Chicken Hutch / June 7, 2018 / Maryellen
The amount of room that different breeds of chickens require may vary. Thus you should do a little research but the general rule is that each chicken should have at least 2 to 3 square feet of space for themselves. Say you have 40 chickens meaning that theyll need about 80 to 120 square feet in total. If possible always choose a plan that has more room rather than less. An 11 by 11 frame would be nice or even a 12 by 12. Although they might not be able to communicate it to you they do enjoy the extra running room. Again a bit of research will help lots. As temperatures change within the different seasons you need to be sure that your chickens dont get too hot or cold. A thermometer is always a good idea. Due to the needs of your chickens you will probably need to get some heating pads or lamps with the colder weather and cooling vents in the summer. This is all to maintain the ideal temperature even with the weather changes.
If youre interested in rearing chicken to meet the white meat and egg demand of your home you only need to raise a relative small number of hens and you can choose from a few easy types of chicken coops to build to get the job done. If you are going to do a small business and want to rear chickens for commercial purpose you will definitely need a large chicken coop and a different set of chicken hutch plans. Always build chicken coops by following chicken hutch plans that are available in the marketplace or one thats designed by you according to your own requirements. If you have large chicken coops to build you should make long-term planning decisions and be ready to allocate a somewhat larger budget for this purpose. It is important to follow the building plans exactly or you will find that you have gone way over budget and have a chicken hutch that isnt suitable for raising chickens.
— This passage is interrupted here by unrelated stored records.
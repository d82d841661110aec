//! Types module
//!
//! Contains core data structures used throughout the application.
//! This module organizes types into logical submodules:
//! - `account`: Account records and identifiers
//! - `transfer`: Pending and completed transfer records
//! - `error`: Error types for the ledger

pub mod account;
pub mod error;
pub mod transfer;

pub use account::{Account, AccountNumber};
pub use error::LedgerError;
pub use transfer::{
    CompletedTransfer, RejectedTransfer, SettlementReport, TransferRequest, TIMESTAMP_FORMAT,
};
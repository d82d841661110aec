//! Transfer-related types for the transfer ledger
//!
//! This module defines the records that flow through the ledger: queued
//! requests, completed transfers, and the per-call settlement report that
//! tells the caller which requests were applied and which were dropped.

use super::account::AccountNumber;
use super::error::LedgerError;
use chrono::{DateTime, Utc};
use rust_decimal::Decimal;

/// Format used when timestamps are written to or read from text
pub const TIMESTAMP_FORMAT: &str = "%Y-%m-%d %H:%M:%S";

/// A pending transfer waiting in its source account's queue
#[derive(Debug, Clone, PartialEq)]
pub struct TransferRequest {
    /// When the request was queued
    pub queued_at: DateTime<Utc>,

    /// Account that owns the queue and is debited
    pub source: AccountNumber,

    /// Account that is credited; only checked at settlement time
    pub destination: AccountNumber,

    /// Amount to move, always positive
    pub amount: Decimal,
}

/// A transfer that was applied during settlement
///
/// Appended to the source account's history and never modified afterward.
#[derive(Debug, Clone, PartialEq)]
pub struct CompletedTransfer {
    /// The request as it was queued
    pub request: TransferRequest,

    /// When the request was applied
    pub executed_at: DateTime<Utc>,
}

/// A queued transfer that settlement dropped
#[derive(Debug, Clone, PartialEq)]
pub struct RejectedTransfer {
    pub request: TransferRequest,
    pub reason: LedgerError,
}

/// Outcome of one `settle` call
///
/// `applied` and `rejected` are each in queue order. Together they account
/// for every request that was pending when settlement started.
#[derive(Debug, Clone, PartialEq, Default)]
pub struct SettlementReport {
    /// The account whose queue was settled
    pub account: AccountNumber,

    /// Transfers that moved funds
    pub applied: Vec<CompletedTransfer>,

    /// Transfers that were dropped, with the reason
    pub rejected: Vec<RejectedTransfer>,
}

impl SettlementReport {
    pub fn new(account: AccountNumber) -> Self {
        SettlementReport {
            account,
            ..Default::default()
        }
    }

    /// True when the queue was already empty
    pub fn is_empty(&self) -> bool {
        self.applied.is_empty() && self.rejected.is_empty()
    }

    /// Sum of all applied amounts
    pub fn applied_total(&self) -> Decimal {
        self.applied
            .iter()
            .map(|completed| completed.request.amount)
            .sum()
    }
}

#[cfg(test)]
mod tests {
    use super::*;
    use chrono::TimeZone;

    fn request(amount: i64) -> TransferRequest {
        TransferRequest {
            queued_at: Utc.with_ymd_and_hms(2024, 8, 17, 14, 0, 0).unwrap(),
            source: 1001,
            destination: 1002,
            amount: Decimal::from(amount),
        }
    }

    #[test]
    fn test_new_report_is_empty() {
        let report = SettlementReport::new(1001);
        assert_eq!(report.account, 1001);
        assert!(report.is_empty());
        assert_eq!(report.applied_total(), Decimal::ZERO);
    }

    #[test]
    fn test_applied_total_ignores_rejected() {
        let executed_at = Utc.with_ymd_and_hms(2024, 8, 17, 16, 0, 0).unwrap();
        let mut report = SettlementReport::new(1001);
        report.applied.push(CompletedTransfer {
            request: request(300),
            executed_at,
        });
        report.applied.push(CompletedTransfer {
            request: request(200),
            executed_at,
        });
        report.rejected.push(RejectedTransfer {
            request: request(9000),
            reason: LedgerError::insufficient_funds(1001, Decimal::ZERO, Decimal::from(9000)),
        });

        assert!(!report.is_empty());
        assert_eq!(report.applied_total(), Decimal::from(500));
    }
}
The chicken coop plans play a huge role in determining the efficiency of the coop youre going to build because a well-built coop will allow the chickens to run around freely hunt and peck at their own pleasure. This promotes a healthy lifestyle that will ensure your chickens are happy and capable of producing eggs. Choosing the right set of plans wisely will give your chickens the much needed freedom to enter and exit the coop at their own will. It is important to remember that a free range coop expose your chickens to more dangers than a confined one. For this reason I encourage you to consider the safety aspect and build according to a well-tested set of chicken coop plans. It all comes down to being able to fence the surroundings as safely as possible and to give your chickens access to the coop as fast as possible is a threat emerges.